• _EXERCISE PROMPT_
Every line of the entries that holds the word "FootprintQuery" is to be copied.

• _DATA SHOWN_
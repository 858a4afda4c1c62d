mod error;
mod render;
mod survey;
mod sweep;
mod types;

pub use error::PlanError;
pub use render::render_waypoints;
pub use survey::{survey, Survey, SurveyError};
pub use sweep::plan_path;
pub use types::{GeoPoint, Rectangle};
use axum::{routing::get, Router};
use std::sync::Arc;
use tower_http::cors::{Any, CorsLayer};
use tower_http::trace::TraceLayer;
use utoipa::OpenApi;
use utoipa_swagger_ui::SwaggerUi;

use super::api::footprint as footprint_handlers;
use super::api::path as path_handlers;
use super::api_doc::ApiDoc;
use super::config::Config;
use super::ui::handlers as ui_handlers;

#[derive(Clone)]
pub struct AppState {
    pub config: Arc<Config>,
}

pub fn router(state: AppState) -> Router {
    let cors = CorsLayer::new()
        .allow_origin(Any)
        .allow_methods(Any)
        .allow_headers(Any);

    Router::new()
        // UI routes
        .route("/", get(ui_handlers::navigation))
        // Planning API endpoints
        .route(
            "/api/path",
            get(path_handlers::get_default_path).post(path_handlers::plan_area),
        )
        .route("/api/footprint", get(footprint_handlers::get_footprint))
        // OpenAPI / Swagger
        .merge(SwaggerUi::new("/swagger-ui").url("/api-doc/openapi.json", ApiDoc::openapi()))
        // Middleware
        .layer(cors)
        .layer(TraceLayer::new_for_http())
        .with_state(state)
}

pub async fn run_server(config: Config) -> std::io::Result<()> {
    let bind_addr = config.web.bind.clone();
    let state = AppState {
        config: Arc::new(config),
    };
    let app = router(state);

    log::info!("Starting server on {}", bind_addr);

    let listener = tokio::net::TcpListener::bind(&bind_addr).await?;
    axum::serve(listener, app).await
}
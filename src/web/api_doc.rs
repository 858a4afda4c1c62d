use utoipa::OpenApi;

use super::api::error::ErrorResponse;
use super::api::footprint::{FootprintQuery, FootprintResponse};
use super::api::path::PathRequest;

#[derive(OpenApi)]
#[openapi(
    paths(
        super::api::path::get_default_path,
        super::api::path::plan_area,
        super::api::footprint::get_footprint,
    ),
    components(
        schemas(
            PathRequest,
            FootprintQuery,
            FootprintResponse,
            ErrorResponse,
            crate::planner::Survey,
            crate::planner::GeoPoint,
            crate::planner::Rectangle,
            crate::footprint::CameraGeometry,
            crate::footprint::Footprint,
            crate::footprint::GridCell,
        )
    ),
    info(
        title = "Sweep-O-Mat Coverage API",
        description = "Lawn-mower coverage paths for aerial camera surveys",
        version = "0.1.0"
    ),
    tags(
        (name = "path", description = "Serpentine coverage path planning"),
        (name = "footprint", description = "Camera ground footprint")
    )
)]
pub struct ApiDoc;
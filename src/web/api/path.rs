use axum::{extract::State, Json};
use serde::Deserialize;
use utoipa::ToSchema;

use crate::footprint::CameraGeometry;
use crate::planner::{survey, Rectangle, Survey};
use crate::web::api::error::{ApiResult, ErrorResponse};
use crate::web::server::AppState;

/// Area to cover, in the `LeftBottom`/`RightTop` form, with an optional
/// camera overriding the configured one.
#[derive(Debug, Deserialize, ToSchema)]
pub struct PathRequest {
    #[serde(flatten)]
    pub area: Rectangle,
    #[serde(default)]
    pub camera: Option<CameraGeometry>,
}

#[utoipa::path(
    get,
    path = "/api/path",
    tag = "path",
    responses(
        (status = 200, description = "Coverage path over the configured area", body = Survey),
        (status = 400, description = "Configured camera or area is unusable", body = ErrorResponse)
    )
)]
pub async fn get_default_path(State(state): State<AppState>) -> ApiResult<Json<Survey>> {
    let plan = survey(&state.config.area, &state.config.camera)?;
    Ok(Json(plan))
}

#[utoipa::path(
    post,
    path = "/api/path",
    tag = "path",
    request_body = PathRequest,
    responses(
        (status = 200, description = "Coverage path over the requested area", body = Survey),
        (status = 400, description = "Invalid camera geometry or area", body = ErrorResponse)
    )
)]
pub async fn plan_area(
    State(state): State<AppState>,
    Json(request): Json<PathRequest>,
) -> ApiResult<Json<Survey>> {
    let camera = request.camera.unwrap_or(state.config.camera);
    log::info!("Planning path over {:?}", request.area);
    let plan = survey(&request.area, &camera)?;
    Ok(Json(plan))
}

#[cfg(test)]
mod tests {
    use super::*;
    use crate::planner::GeoPoint;
    use crate::web::api::error::ApiError;
    use crate::web::Config;
    use std::sync::Arc;

    fn state() -> AppState {
        AppState {
            config: Arc::new(Config::default()),
        }
    }

    #[tokio::test]
    async fn default_path_covers_configured_area() {
        let Json(plan) = get_default_path(State(state())).await.unwrap();
        assert_eq!(plan.waypoints.len(), plan.columns * plan.rows);
        assert!(!plan.waypoints.is_empty());
    }

    #[tokio::test]
    async fn request_body_uses_wire_names() {
        let body = r#"{
            "LeftBottom": {"X": 6.5485, "Y": 46.5196},
            "RightTop": {"X": 6.5495, "Y": 46.5206},
            "camera": {"vertical_half_angle_rad": 0.6, "horizontal_half_angle_rad": 0.9, "altitude_m": 50.0}
        }"#;
        let request: PathRequest = serde_json::from_str(body).unwrap();
        assert_eq!(request.area.left_bottom, GeoPoint::new(6.5485, 46.5196));
        assert_eq!(request.camera.map(|c| c.altitude_m), Some(50.0));

        let Json(plan) = plan_area(State(state()), Json(request)).await.unwrap();
        assert!(!plan.waypoints.is_empty());
    }

    #[tokio::test]
    async fn camera_defaults_to_config() {
        let request = PathRequest {
            area: Rectangle::new(GeoPoint::new(0.0, 0.0), GeoPoint::new(0.001, 0.001)),
            camera: None,
        };
        let Json(plan) = plan_area(State(state()), Json(request)).await.unwrap();
        let Json(default) = get_default_path(State(state())).await.unwrap();
        assert_eq!(plan.grid_cell, default.grid_cell);
    }

    #[tokio::test]
    async fn invalid_camera_is_rejected() {
        let request = PathRequest {
            area: Rectangle::new(GeoPoint::new(0.0, 0.0), GeoPoint::new(1.0, 1.0)),
            camera: Some(CameraGeometry {
                vertical_half_angle_rad: 0.5,
                horizontal_half_angle_rad: 1.0,
                altitude_m: 0.0,
            }),
        };
        let err = plan_area(State(state()), Json(request)).await.unwrap_err();
        assert!(matches!(err, ApiError::Footprint(_)));
    }
}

• _ANSWER TO THE EXERCISE_
use super::api::footprint::{FootprintQuery, FootprintResponse};
            FootprintQuery,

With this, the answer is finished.